KWin is scriptable, and I use it to change window shading behavior and to do some tiling. At one point I had it send SIGSTOP to processes that I minimized, and SIGCONT when they were raised, to save battery life.


Oh man that is a nice little life hack!


Pretty happy with spectacle overall. One thing I sorely miss from i3 however is the ability to switch focus to panes/windows/apps with the keyboard. Even something as next/prev window seems impossible on Mac (or I couldn’t work out a solution). I think you can cycle through apps(?), but not windows/panes in a logical order as far as I’m aware.
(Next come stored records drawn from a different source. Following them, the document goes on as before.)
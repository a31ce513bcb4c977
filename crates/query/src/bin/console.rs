//! Swasya Console
//!
//! Loads (or builds) the consultation index, then answers questions typed
//! on stdin until `quit`, `exit` or `q`.

use clap::Parser;
use swasya_common::{
    config::AppConfig,
    telemetry::{self, LogSink},
    ConsultationQueryEngine, VERSION,
};
use swasya_query::console::{print_banner, run_console};
use tokio::io::BufReader;
use tracing::info;

#[derive(Parser, Debug)]
#[command(name = "console", about = "Interactive questions over indexed consultations", version)]
struct Cli {
    /// Rebuild the index from the store before starting
    #[arg(long)]
    rebuild: bool,
}

#[tokio::main]
async fn main() -> Result<(), Box<dyn std::error::Error>> {
    dotenvy::dotenv().ok();

    let cli = Cli::parse();
    let config = AppConfig::load()?;

    // Keep stdout for the conversation
    telemetry::init_tracing(&config.observability, LogSink::Stderr);
    info!(version = VERSION, "Starting Swasya console");

    let engine = ConsultationQueryEngine::from_config(&config)?;
    let manifest = if cli.rebuild {
        engine.build_index().await?
    } else {
        engine.load_index().await?
    };
    info!(nodes = manifest.node_count, "Index ready");

    let mut stdout = std::io::stdout();
    print_banner(&mut stdout, &engine)?;

    let asked = run_console(&engine, BufReader::new(tokio::io::stdin()), &mut stdout).await?;
    info!(asked, "Console session ended");

    Ok(())
}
Cmd+Backtick (next to 1 key) lets you swap between windows of the same application. Is that what you're looking for?


That's as close as it gets, but it's not enough.

I mapped it to cmd-shift-right so it does go to the next window. But there's no way that I could find to map going to the previous window... So for example I might have two windows tiled side by side. I want to go cmd-shift-right to focus on the right one, and cmd-shift-left to focus on the left...


Hammerspoon can change focus by relative direction. Can be a bit iffy sometimes but between that and HyperSwitch I'm never really at a loss.


Thanks. I'm going to try Hammerspoon (and maybe HyperSwitch).

From other comments, it seems like yabai can also handle it, but it seems like a very "hard-core" way, including disabling some Mac security features, and I'm not sure I feel comfortable going that far yet :)


It's not exactly what you want, but have you tried binding "Move focus to next window" to alt+tab? Then you can use alt-tab-shift to cycle focus backwards, at least something. (I always forget where that setting is, it's in Keyboard->Shortcuts->Keyboard).


If you have two windows the order shouldn't matter?

Also, Cmd+` goes to the next window, Cmd+Shift+` goes to the previous window, your mappings having a shift in them might be the issue.


> If you have two windows the order shouldn't matter?

No. But I don't think it's too much to ask to cycle through more than two, now, is it? :)

> Also, Cmd+` goes to the next window, Cmd+Shift+` goes to the previous window, your mappings having a shift in them might be the issue.

I'm not sure I understand how having a shift in my mapping affects this, but cmd-shift-` isn't ergonomic at all. To me the arrows are far more logical way to go in a certain direction. Why can I map next window to any key, but there's no way to map another key to the previous window? I find it very strange.

For the sake of comparison, i3 makes all those things trivial.




Join us for AI Startup School this June 16-17 in San Francisco!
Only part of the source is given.